Data items
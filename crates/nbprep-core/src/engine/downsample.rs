use super::config::DownsampleConfig;
use super::mask::{GroupMaskOracle, MaskError, MaskOracle, MaskRequest};
use crate::core::models::ids::KeyError;
use crate::core::models::neighborhood::{
    CapacityExceeded, NeighborhoodRecord, RecordError, pad_to_capacity,
};
use rand::Rng;
use thiserror::Error;
use tracing::{instrument, trace};

#[derive(Debug, Error, Clone, PartialEq)]
pub enum DownsampleError {
    #[error("Malformed neighborhood record: {0}")]
    Record(#[from] RecordError),

    #[error("Central residue {res_id} has no usable key: {source}")]
    CentralKey { res_id: String, source: KeyError },

    #[error("Atom slot {slot} has no usable residue key: {source}")]
    AtomKey { slot: usize, source: KeyError },

    #[error("Mask computation failed: {0}")]
    Mask(#[from] MaskError),

    #[error("Repacking failed: {0}")]
    Capacity(#[from] CapacityExceeded),
}

/// Removes side chains from neighborhoods and repacks them into fixed-capacity records.
#[derive(Debug, Clone)]
pub struct Downsampler<O = GroupMaskOracle> {
    config: DownsampleConfig,
    oracle: O,
}

impl Downsampler<GroupMaskOracle> {
    pub fn new(config: DownsampleConfig) -> Self {
        Self::with_oracle(config, GroupMaskOracle)
    }
}

impl<O: MaskOracle> Downsampler<O> {
    pub fn with_oracle(config: DownsampleConfig, oracle: O) -> Self {
        Self { config, oracle }
    }

    pub fn config(&self) -> &DownsampleConfig {
        &self.config
    }

    /// Returns a copy of `record` in which each non-central side chain was removed with
    /// probability `p` and the central side chain was always removed.
    ///
    /// Backbone atoms and the central residue id are preserved. The input is left untouched.
    ///
    /// # Errors
    ///
    /// Returns [`DownsampleError::Capacity`] when more atoms survive than the configured
    /// capacity holds; data is never silently truncated.
    #[instrument(level = "trace", skip_all, fields(central = %record.res_id, p = p))]
    pub fn downsample<R: Rng + ?Sized>(
        &self,
        record: &NeighborhoodRecord,
        p: f64,
        rng: &mut R,
    ) -> Result<NeighborhoodRecord, DownsampleError> {
        record.validate()?;

        let central = record
            .res_id
            .key()
            .map_err(|source| DownsampleError::CentralKey {
                res_id: record.res_id.to_string(),
                source,
            })?;

        let atom_count = record.atom_count();
        let mut chains = Vec::with_capacity(atom_count);
        let mut sites = Vec::with_capacity(atom_count);
        for (slot, res_id) in record.res_ids[..atom_count].iter().enumerate() {
            let key = res_id
                .key()
                .map_err(|source| DownsampleError::AtomKey { slot, source })?;
            chains.push(key.chain);
            sites.push(key.site);
        }

        let mask = self.oracle.compute_mask(
            &MaskRequest {
                atom_count,
                max_sites: self.config.max_sites,
                chains: &chains,
                sites: &sites,
                atom_names: &record.atom_names,
                backbone_atoms: &self.config.backbone_atoms,
                removal_probability: p,
                central: &central,
            },
            rng,
        )?;

        let kept: Vec<usize> = mask
            .iter()
            .enumerate()
            .filter_map(|(i, &keep)| keep.then_some(i))
            .collect();
        trace!("Keeping {} of {} atoms", kept.len(), atom_count);

        let capacity = self.config.capacity;
        Ok(NeighborhoodRecord {
            res_id: record.res_id.clone(),
            atom_names: pad_to_capacity(gather(&record.atom_names, &kept), capacity)?,
            elements: pad_to_capacity(gather(&record.elements, &kept), capacity)?,
            res_ids: pad_to_capacity(gather(&record.res_ids, &kept), capacity)?,
            coords: pad_to_capacity(gather(&record.coords, &kept), capacity)?,
            sasas: pad_to_capacity(gather(&record.sasas, &kept), capacity)?,
            charges: pad_to_capacity(gather(&record.charges, &kept), capacity)?,
        })
    }
}

fn gather<T: Clone>(values: &[T], indices: &[usize]) -> Vec<T> {
    indices.iter().map(|&i| values[i].clone()).collect()
}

WORK REQUEST: Copy exactly the lines that run from the first line of the data to the line containing "use rand::Rng;", please, with both ends included and nothing else.

TASK RESPONSE:
filename crates/nbprep-core/src/engine/downsample.rs
use super::config::DownsampleConfig;
use super::mask::{GroupMaskOracle, MaskError, MaskOracle, MaskRequest};
use crate::core::models::ids::KeyError;
use crate::core::models::neighborhood::{
    CapacityExceeded, NeighborhoodRecord, RecordError, pad_to_capacity,
};
use rand::Rng;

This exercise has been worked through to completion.